Empirical studies of countries’ growth over time—that is, studies that avoid the time-averaging problem—have shown two main differences from the work described above. First, education is generally not found to be a significant determinant of growth. This was shown first by Nazrul Islam (1995) and well documented by Lant Pritchett (2001). Second, the convergence rate is generally estimated to be much higher than 2 percent. Islam calculated convergence rates of 4 to 6 percent, while F. Caselli, G. Esquivel, and F. Lefort (1996) obtained rates above 10 percent.

Besides potential inappropriate time averaging, there is another problem with studying countries at a point in time. Using only one observation per country in a statistical analysis requires including a large number of countries. Yet, many studies have shown that the parameters of empirical growth models vary widely across groups of countries.6 This can cause serious problems for studying a cross section of countries at a point in time. Perhaps the most serious problem is that once the rich countries are removed from a sample, there is very little evidence of conditional convergence for the rest of the countries when one allows a time dimension in the model.

A third statistical issue that makes empirical growth research problematic is the problem of reverse causality: we are seldom sure whether the variables expected to cause growth actually do so or are themselves caused by growth. For example, some economists claim that financial development helps growth, but others argue that economic growth itself causes financial development. The same argument could be made for variables like investment, political turmoil, and even international trade. While there are statistical techniques for addressing this issue, they are especially difficult to employ in growth models, where it is hard to determine that a particular variable can legitimately be excluded.

If one ignores all three of these issues—that is to say, if one estimates cross-sectional regressions on a wide range of disparate countries and makes no allowance for the possibility of reverse causality—a few variables seem to have a significant effect on growth.
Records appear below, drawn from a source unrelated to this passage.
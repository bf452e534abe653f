// Copyright (c) 2024-2025 DeepGraph Inc.
// SPDX-License-Identifier: Apache-2.0
//
//! Pangraph - join-order planning core for a property-graph query engine
//!
//! Pangraph compiles a bound graph pattern (query nodes and relationships
//! connected by variable bindings, plus a Boolean predicate expression)
//! into a single executable logical plan.
//!
//! # Features
//!
//! - **DPsize enumeration**: level-by-level dynamic programming over
//!   matched subgraphs, with cost-ceiling pruning per subgraph
//! - **Structural joins**: hash joins, index-nested-loop extends along
//!   sequential scans, and worst-case-optimal multiway intersects
//! - **Correlated subqueries**: three correlation modes, from ID-only
//!   rescans to outer-value expression scans
//! - **Join-order hints**: a user-specified join tree bypasses
//!   enumeration and lowers directly
//! - **Cost model**: pure, deterministic estimates driven by an opaque
//!   cardinality oracle
//!
//! # Usage
//!
//! The binder hands [`Planner::plan_query_graph_collection`] a
//! [`QueryGraphCollection`] and a [`QueryGraphPlanningInfo`]; the returned
//! [`LogicalPlan`] goes to the physical-operator mapper, which may
//! annotate it but not reshape its join tree.

pub mod catalog;
pub mod error;
pub mod expr;
pub mod graph;
pub mod plan;
pub mod session;

pub use catalog::{CardinalityEstimator, GraphStatistics, StatsEstimator};
pub use error::{PlannerError, PlannerResult};
pub use expr::{Expression, LiteralValue, PropertyExprCollection};
pub use graph::{
    QueryGraph, QueryGraphCollection, QueryNode, QueryRel, QueryRelType, RelDirection,
    SubqueryGraph,
};
pub use plan::{
    JoinTreeHint, LogicalOperator, LogicalOperatorType, LogicalPlan, Planner,
    QueryGraphPlanningInfo, SubqueryType,
};
pub use session::{ClientContext, PlannerConfig, Transaction};

/// Pangraph version
pub const VERSION: &str = env!("CARGO_PKG_VERSION");

/// Pangraph crate name
pub const CRATE_NAME: &str = env!("CARGO_PKG_NAME");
Sala-I-Martin (1997) undertakes this experiment in “I Just Ran Two Million Regressions.” He considers sixty-three variables that might potentially explain growth. He finds higher growth in countries that have been open to trade (as measured by the Sachs and Warner [1995] index) longer, that abide by the “rule of law,” and that are more capitalistic. On the other side, he finds growth to be negatively associated with revolutions, coups, and wars. However, it is difficult to take these results at face value. Consider the finding on capitalism. Sala-I-Martin’s variable for growth is the average per capita growth rate from 1960 to 1992. But his variable for capitalism is from a 1994 Freedom House document (Freedom House is an organization that rates the freedom of various countries). Literally, then, we are being told that being capitalist in the early 1990s affected a country’s growth rate in the 1950s, 1960s, and 1970s. The same type of difficulty arises in the use of the Sachs-Warner trade measure, which is constructed with data collected from 1950 to 1990. To make policy recommendations, we need to know that being open to trade today, or being capitalistic today, will increase growth in future years, and the empirical work so far does not clearly establish that claim.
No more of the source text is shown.